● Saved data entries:
^^^^^^^^
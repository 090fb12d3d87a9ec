// Copyright 2025 eraflo
//
// Licensed under the Apache License, Version 2.0 (the "License");
// you may not use this file except in compliance with the License.
// You may obtain a copy of the License at
//
//     http://www.apache.org/licenses/LICENSE-2.0
//
// Unless required by applicable law or agreed to in writing, software
// distributed under the License is distributed on an "AS IS" BASIS,
// WITHOUT WARRANTIES OR CONDITIONS OF ANY KIND, either express or implied.
// See the License for the specific language governing permissions and
// limitations under the License.

//! Asset input for the viewer: image, cube-map and glTF decoding, plus the
//! background service that runs those decoders off the main thread.

#![warn(missing_docs)]

pub mod error;
pub mod loader;
pub mod loading;
pub mod service;

pub use error::AssetError;
pub use loader::AssetLoader;
pub use service::{
    AssetEvent, AssetService, RequestId, DEFAULT_CUBE_FACES, DEFAULT_ENVIRONMENT_DIR,
    DEFAULT_MODEL_PATH,
};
^^^^^^^^
● Your assignment:
With "loader" as the string to find, copy every line of the records that holds it.

● Exercise response:
pub mod loader;
pub use loader::AssetLoader;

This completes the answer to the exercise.